Oh, you don’t even know the half of it!

 Of the blogs I follow, I enjoy the bloggers that have mental issues the best. This isn’t to say that you don’t have mental issues yourself; you just don’t share them enough.  The ones with mental issues allow me to step into a different world.  What is abnormal to us is normal to them and vice versus. 

 Remember when someone does something crazy or insane?  You say to yourself “What were they thinking?”  Most likely, they were crazy and that was their normal path of thinking.

 By reading crazy people’s blogs, you get to step into their head.  These bloggers gives me an insight in their craziness.  They wouldn’t blog and write about their issues if they didn’t want you to read about them.  While I may be not in the same writing arena as they are, I still like them.  I even follow a blog about a miniature horse that gives advice.  Who is more crazy…me or the miniature horse giving advice?  But I must admit, the advice is usually pretty good…..

 Thanks again for reading and enjoying my blog.

Uh Oh, Kevin is Back into his Blog….

Oops, did I forget to blog for the past six weeks?

I must apologize for being one of those terrible bloggers that builds up a massive audience of three readers and then let’s them wonder if I will every write again.

I have a million excuses of why I did write anything on my blog.  Was it Writer’s Block?  Perhaps my life was just so busy I didn’t have time?  Or maybe I just ran out of good things to write about?

To be honest, it was a little bit of all the above items.  I usually like to make my blog entries something that just makes my three devoted readers just rave to their 30 cats about what an awesome writer I am.  Yet, I have let these folks down by not writing and thus making them think that maybe I’m not quite the amazing writer they imagine I am.

I was overwhelmed with work, the ending of the school year for my kids, and blah, blah, blah.  Life just got busier and I put my blog on the back burner.

Putting your blog on the backburner is a frightening easy thing to do.  You tell yourself that you’ll write tomorrow…or on the weekend….or next week.  And see what happens?  Six weeks later and I’m trying to reconnect with my readers yet again.

And a lot of stuff has happened in six weeks.  We had a flood at our family’s cabin, deadlines for projects came and went, we have awesome completed our front porch rebuild, we made our first summer vacation trip to Silverwood Amusement Park (and Water Park in Idaho), and we set up the pool for the summer.

I know, I know.  Pretty darn exciting stuff, huh?

My new commitment for my blog is to actually write more in July and in a summer craze of creativity I shall honor my commitment to you (my dear readers!)

Again, thanks for reading and I hope to see you commenting on how wonderful it is to have me back!

Another Self Help Lesson…for people (like you) that need help!
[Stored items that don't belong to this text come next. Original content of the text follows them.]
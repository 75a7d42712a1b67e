//! Error types for the application

use thiserror::Error;

/// Application-wide error type
#[derive(Error, Debug)]
pub enum Error {
    #[error("Configuration error: {0}")]
    Config(String),

    #[error("Invalid input: {0}")]
    InvalidInput(String),

    #[error("Division not found: #{0}")]
    DivisionNotFound(usize),

    #[error("IO error: {0}")]
    Io(#[from] std::io::Error),

    #[error("CSV error: {0}")]
    Csv(#[from] csv::Error),

    #[error("Serialization error: {0}")]
    Serialization(String),
}

/// Result type alias using our Error
pub type Result<T> = std::result::Result<T, Error>;
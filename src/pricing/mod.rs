//! Pricing engine for ceiling budgets
//!
//! Turns material quantities into costs and aggregates a whole job:
//! - Materials: unit prices times quantities, per division
//! - Labor: cost per square meter over the total area
//! - Margin: a percentage over materials plus labor

use crate::calculator::DivisionCalculator;
use crate::core::{
    BudgetSummary, Config, CostConfig, Division, DivisionRow, Error, MaterialQuantities, PriceConfig, Result,
};
use rust_decimal::prelude::*;

/// Round to the given decimal places using banker's rounding.
///
/// Amounts are kept exact while a budget is computed and only rounded for
/// display and export.
pub fn round_money(amount: Decimal, places: u32) -> Decimal {
    amount.round_dp_with_strategy(places, RoundingStrategy::MidpointNearestEven)
}

/// Pricing engine that calculates material, labor and margin costs
#[derive(Debug, Clone)]
pub struct PricingEngine {
    prices: PriceConfig,
    costs: CostConfig,
    calculator: DivisionCalculator,
}

impl PricingEngine {
    /// Create a new pricing engine with the given configuration
    pub fn new(config: &Config) -> Result<Self> {
        Ok(Self {
            prices: config.prices.clone(),
            costs: config.costs.clone(),
            calculator: DivisionCalculator::new(&config.assembly)?,
        })
    }

    /// Update the pricing configuration
    pub fn update_config(&mut self, config: &Config) -> Result<()> {
        *self = Self::new(config)?;
        Ok(())
    }

    /// Cost of the materials for one division
    pub fn material_cost(&self, quantities: &MaterialQuantities) -> Result<Decimal> {
        let lines = [
            (Decimal::from(quantities.boards), self.prices.board),
            (quantities.track_m, self.prices.track_per_meter),
            (Decimal::from(quantities.profiles), self.prices.profile),
            (Decimal::from(quantities.rods), self.prices.threaded_rod),
            (Decimal::from(quantities.pivots), self.prices.pivot),
        ];

        lines.iter().try_fold(Decimal::ZERO, |total, (quantity, price)| {
            quantity
                .checked_mul(*price)
                .and_then(|cost| total.checked_add(cost))
                .ok_or_else(too_large)
        })
    }

    /// Quantities and material cost for one division
    pub fn price_division(&self, division: &Division) -> Result<DivisionRow> {
        let quantities = self.calculator.calculate(division)?;
        let material_cost = self.material_cost(&quantities)?;

        Ok(DivisionRow {
            division: division.clone(),
            quantities,
            material_cost,
        })
    }

    /// Labor cost for a total ceiling area
    pub fn labor_cost(&self, area_m2: Decimal) -> Result<Decimal> {
        area_m2.checked_mul(self.costs.labor_per_m2).ok_or_else(too_large)
    }

    /// Margin amount over a subtotal
    pub fn margin_value(&self, subtotal: Decimal) -> Result<Decimal> {
        subtotal
            .checked_mul(self.costs.margin_percent)
            .and_then(|value| value.checked_div(Decimal::ONE_HUNDRED))
            .ok_or_else(too_large)
    }

    /// Aggregate all rows into the job totals
    pub fn summarize(&self, rows: &[DivisionRow]) -> Result<BudgetSummary> {
        let mut total_area_m2 = Decimal::ZERO;
        let mut boards = 0u64;
        let mut track_m = Decimal::ZERO;
        let mut profiles = 0u64;
        let mut rods = 0u64;
        let mut pivots = 0u64;
        let mut materials_cost = Decimal::ZERO;

        for row in rows {
            let q = &row.quantities;
            total_area_m2 = add_decimal(total_area_m2, q.area_m2)?;
            boards = add_count(boards, q.boards)?;
            track_m = add_decimal(track_m, q.track_m)?;
            profiles = add_count(profiles, q.profiles)?;
            rods = add_count(rods, q.rods)?;
            pivots = add_count(pivots, q.pivots)?;
            materials_cost = add_decimal(materials_cost, row.material_cost)?;
        }

        let labor_cost = self.labor_cost(total_area_m2)?;
        let subtotal = add_decimal(materials_cost, labor_cost)?;
        let margin_value = self.margin_value(subtotal)?;
        let final_price = add_decimal(subtotal, margin_value)?;

        Ok(BudgetSummary {
            division_count: rows.len(),
            total_area_m2,
            boards,
            track_m,
            profiles,
            rods,
            pivots,
            materials_cost,
            labor_cost,
            subtotal,
            margin_value,
            final_price,
        })
    }
}

fn add_count(total: u64, value: u64) -> Result<u64> {
    total.checked_add(value).ok_or_else(too_large)
}

fn add_decimal(total: Decimal, value: Decimal) -> Result<Decimal> {
    total.checked_add(value).ok_or_else(too_large)
}

fn too_large() -> Error {
    Error::InvalidInput("budget totals are too large to calculate".to_string())
}
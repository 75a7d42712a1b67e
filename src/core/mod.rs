//! Core module - Configuration, errors, and common types

mod config;
mod error;
mod types;

pub use config::{AssemblyConfig, Config, CostConfig, ExportConfig, GeneralConfig, PriceConfig, MIN_SPACING_M, PARAM_KEYS};
pub use error::{Error, Result};
pub use types::{parse_decimal, BudgetSummary, Division, DivisionRow, DivisionSpec, MaterialQuantities, MIN_DIMENSION_M};
//! End-to-end budget flows through the public library API

use pladur_budget_lib::budget::Budget;
use pladur_budget_lib::core::{Config, DivisionSpec};
use pladur_budget_lib::export::export_divisions_csv;
use pladur_budget_lib::i18n::I18n;
use pladur_budget_lib::shell::Shell;
use rust_decimal_macros::dec;
use std::io::Cursor;

fn budget_from_specs(config: &Config, specs: &[&str]) -> Budget {
    let mut budget = Budget::new(config).unwrap();
    for (index, spec) in specs.iter().enumerate() {
        let spec: DivisionSpec = spec.parse().unwrap();
        let division = spec.into_division(&format!("Division {}", index + 1)).unwrap();
        budget.add_division(division).unwrap();
    }
    budget
}

#[test]
fn test_two_room_job_with_default_parameters() {
    let config = Config::default();
    let budget = budget_from_specs(&config, &["Sala:5x4", "Quarto:3x3"]);
    let summary = budget.summary().unwrap();

    // Quarto: 4 x 20 + 12 x 3 + 6 x 4 + 25 x 1.2 + 25 x 0.6 = 185
    let rows = budget.rows().unwrap();
    assert_eq!(rows[1].material_cost, dec!(185));

    assert_eq!(summary.materials_cost, dec!(588.4));
    assert_eq!(summary.labor_cost, dec!(435)); // 29 m2 x 15
    assert_eq!(summary.subtotal, dec!(1023.4));
    assert_eq!(summary.margin_value, dec!(204.68));
    assert_eq!(summary.final_price, dec!(1228.08));
}

#[test]
fn test_overrides_from_config_file() {
    let dir = tempfile::tempdir().unwrap();
    let path = dir.path().join("config.toml");
    std::fs::write(
        &path,
        "[prices]\nboard = 10\n\n[costs]\nlabor_per_m2 = 0\nmargin_percent = 0\n",
    )
    .unwrap();

    let config = Config::load_from(&path).unwrap();
    let budget = budget_from_specs(&config, &["5x4"]);
    let summary = budget.summary().unwrap();

    assert_eq!(budget.divisions()[0].name, "Division 1");
    // 403.4 with boards at 10 instead of 20
    assert_eq!(summary.final_price, dec!(313.4));
}

#[test]
fn test_session_script_then_export() {
    let dir = tempfile::tempdir().unwrap();
    let csv_path = dir.path().join("divisoes.csv");

    let script = format!(
        "set language pt\nadd 5 4 Sala\nadd 3 3 Quarto\nremove 2\nadd 2 1,2\ntotals\nexport {}\nquit\n",
        csv_path.display()
    );
    let mut shell = Shell::new(&Config::default(), I18n::new("en")).unwrap();
    let mut output = Vec::new();
    shell.run(Cursor::new(script), &mut output).unwrap();
    let output = String::from_utf8(output).unwrap();

    let names: Vec<&str> = shell.budget().divisions().iter().map(|d| d.name.as_str()).collect();
    assert_eq!(names, vec!["Sala", "Divis\u{00E3}o 2"]);
    assert!(output.contains("Totais Gerais"));
    assert!(output.contains("Exportadas 2 divis\u{00F5}es"));

    let content = std::fs::read_to_string(&csv_path).unwrap();
    let mut lines = content.lines();
    assert!(lines.next().unwrap().starts_with("Nome,Largura (m)"));
    assert_eq!(lines.next().unwrap(), "Sala,5,4,20,9,18,14,63,63,403.40");
    assert!(lines.next().unwrap().starts_with("Divis\u{00E3}o 2,2,1.2,2.4,1,6.4,"));
}

#[test]
fn test_export_matches_rows() {
    let dir = tempfile::tempdir().unwrap();
    let path = dir.path().join("out.csv");
    let config = Config::default();
    let budget = budget_from_specs(&config, &["A:2x2", "B:4x2.5", "C:10x8"]);

    export_divisions_csv(&budget.rows().unwrap(), &I18n::new("en"), &config, &path).unwrap();

    let mut reader = csv::Reader::from_path(&path).unwrap();
    let boards: Vec<u64> = reader
        .records()
        .map(|r| r.unwrap()[4].parse().unwrap())
        .collect();
    let expected: Vec<u64> = budget.rows().unwrap().iter().map(|r| r.quantities.boards).collect();
    assert_eq!(boards, expected);
}
//! Pladur Budget library
//!
//! Quantity and cost calculation for suspended drywall ceilings, exposed
//! for the binaries and for tests.

pub mod budget;
pub mod calculator;
pub mod core;
pub mod export;
pub mod i18n;
pub mod pricing;
pub mod report;
pub mod shell;
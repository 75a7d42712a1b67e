//! English translations

use std::collections::HashMap;

pub fn get_translations() -> HashMap<String, String> {
    let mut t = HashMap::new();

    // App general
    t.insert("app.title".into(), "Pladur Budget Calculator (Ceiling)".into());
    t.insert("division.default_name".into(), "Division {n}".into());
    t.insert("report.divisions".into(), "Divisions".into());

    // Division table columns (also the exported headers)
    t.insert("column.name".into(), "Name".into());
    t.insert("column.width".into(), "Width (m)".into());
    t.insert("column.length".into(), "Length (m)".into());
    t.insert("column.area".into(), "Area (m\u{00B2})".into());
    t.insert("column.boards".into(), "Boards (un)".into());
    t.insert("column.track".into(), "Track (m)".into());
    t.insert("column.profiles".into(), "Profiles {length}m (un)".into());
    t.insert("column.rods".into(), "Rods (un)".into());
    t.insert("column.pivots".into(), "Pivots (un)".into());
    t.insert("column.material_cost".into(), "Materials cost ({currency})".into());

    // Totals
    t.insert("totals.title".into(), "Totals".into());
    t.insert("totals.area".into(), "Total area (m\u{00B2})".into());
    t.insert("totals.boards".into(), "Boards (un)".into());
    t.insert("totals.track".into(), "Track (m)".into());
    t.insert("totals.profiles".into(), "Profiles (un)".into());
    t.insert("totals.rods".into(), "Rods (un)".into());
    t.insert("totals.pivots".into(), "Pivots (un)".into());
    t.insert("totals.materials".into(), "Materials".into());
    t.insert("totals.labor".into(), "Labor".into());
    t.insert("totals.subtotal".into(), "Subtotal".into());
    t.insert("totals.margin".into(), "Margin".into());
    t.insert("totals.final_price".into(), "Final client price".into());

    // Parameters
    t.insert("params.title".into(), "Parameters".into());
    t.insert("param.board".into(), "Board (per unit)".into());
    t.insert("param.track".into(), "Perimeter track (per meter)".into());
    t.insert("param.profile".into(), "Profile (per unit)".into());
    t.insert("param.rod".into(), "Threaded rod (per unit)".into());
    t.insert("param.pivot".into(), "Pivot/suspension (per unit)".into());
    t.insert("param.labor".into(), "Labor (per m\u{00B2})".into());
    t.insert("param.margin".into(), "Profit margin (%)".into());
    t.insert("param.profile-spacing".into(), "Profile spacing (m)".into());
    t.insert("param.rod-spacing".into(), "Rod spacing (m)".into());
    t.insert("param.board-width".into(), "Board width (m)".into());
    t.insert("param.board-length".into(), "Board length (m)".into());
    t.insert("param.profile-length".into(), "Profile unit length (m)".into());
    t.insert("param.language".into(), "Language".into());
    t.insert("param.currency".into(), "Currency".into());
    t.insert("param.currency-symbol".into(), "Currency symbol".into());
    t.insert("param.file-name".into(), "Export file name".into());
    t.insert("param.delimiter".into(), "Export delimiter".into());

    // Interactive session
    t.insert("shell.welcome".into(), "Type 'help' for commands, 'quit' to leave.".into());
    t.insert("shell.prompt".into(), "pladur> ".into());
    t.insert("shell.added".into(), "Added: {name} ({width} m \u{00D7} {length} m)".into());
    t.insert("shell.removed".into(), "Removed: {name}".into());
    t.insert("shell.cleared".into(), "All divisions removed".into());
    t.insert("shell.empty".into(), "No divisions yet. Use 'add <width> <length> [name]'.".into());
    t.insert("shell.exported".into(), "Exported {count} divisions to {path}".into());
    t.insert("shell.param_set".into(), "{key} = {value}".into());
    t.insert("shell.error".into(), "Error: {message}".into());
    t.insert("shell.goodbye".into(), "Bye.".into());
    t.insert(
        "shell.help".into(),
        "Commands:\n\
         \x20 add <width> <length> [name]  add a division\n\
         \x20 list                         show the divisions\n\
         \x20 totals                       show divisions and totals\n\
         \x20 remove <n>                   remove division number n\n\
         \x20 clear                        remove all divisions\n\
         \x20 set <key> <value>            change a parameter\n\
         \x20 params                       show the parameters\n\
         \x20 export [path]                export divisions as CSV\n\
         \x20 json [path]                  print or save the JSON report\n\
         \x20 help                         show this help\n\
         \x20 quit                         leave"
            .into(),
    );

    t
}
FLOWERSI’m sorry if you are curled up in the fetal position this past weekend because I didn’t address your latest psychological issue.  First of all, mental illness isn’t a laughing matter.  We all know someone that suffers from a mental illness whether you understand it or not.  According to statistics I just made up, 1 in 5 people suffer from mental illness.  I know that might seem a bit low considering half your family is a bunch of drunks and the other half is dysfunctional bunch of drug addicts, but in my limited one quarter of psychology at the local junior college 20 years ago, it seems pretty legit.

Wait, I know…alcohol is a drug so basically 100% of your family is crazy but you forget to factor in my margin of error.  Since you are normal (normal because you read my worthless advice blog), then your family can’t be 100% crazy loony tunes, right?  You might be the one ray of sunshine in your family’ sad existence and I applaud you for being that one speck of normalness in a wacky uncaring family.

Now, let’s talk about you.

Since you believe that you are normal, does that mean all your beliefs are normal and those that disagree with your normal views are abnormal?  Hold on, what if you change your opinion on something?  Does that mean that your old normal is now abnormal and your new belief is the “new” normal?

Confused?  I hope so.  The reality is that you are always changing your opinion and beliefs in the endless pursuit of escaping your past and that the future is your only hope for a better you.  You believe in continuous improvement and that your updated beliefs are making you better.  And you should believe in continuous improvement.  If you don’t believe in it, you are fooling yourself.  Every article you read in a magazine, every show you watch, every ad you intake affects your belief system.

How you accept these new beliefs will determine your future.  Can you accept this?  You do know that this influences your decisions?  Of course, you know all this.  All of your experiences contribute to your decisions you make now and in the future.  Whether they are the right decisions can be decided by your value system.  No one can tell you what is right or wrong unless it falls into your personal value system.  Your personal ethics can be a free flowing or as rigid as you want them (or need them to be).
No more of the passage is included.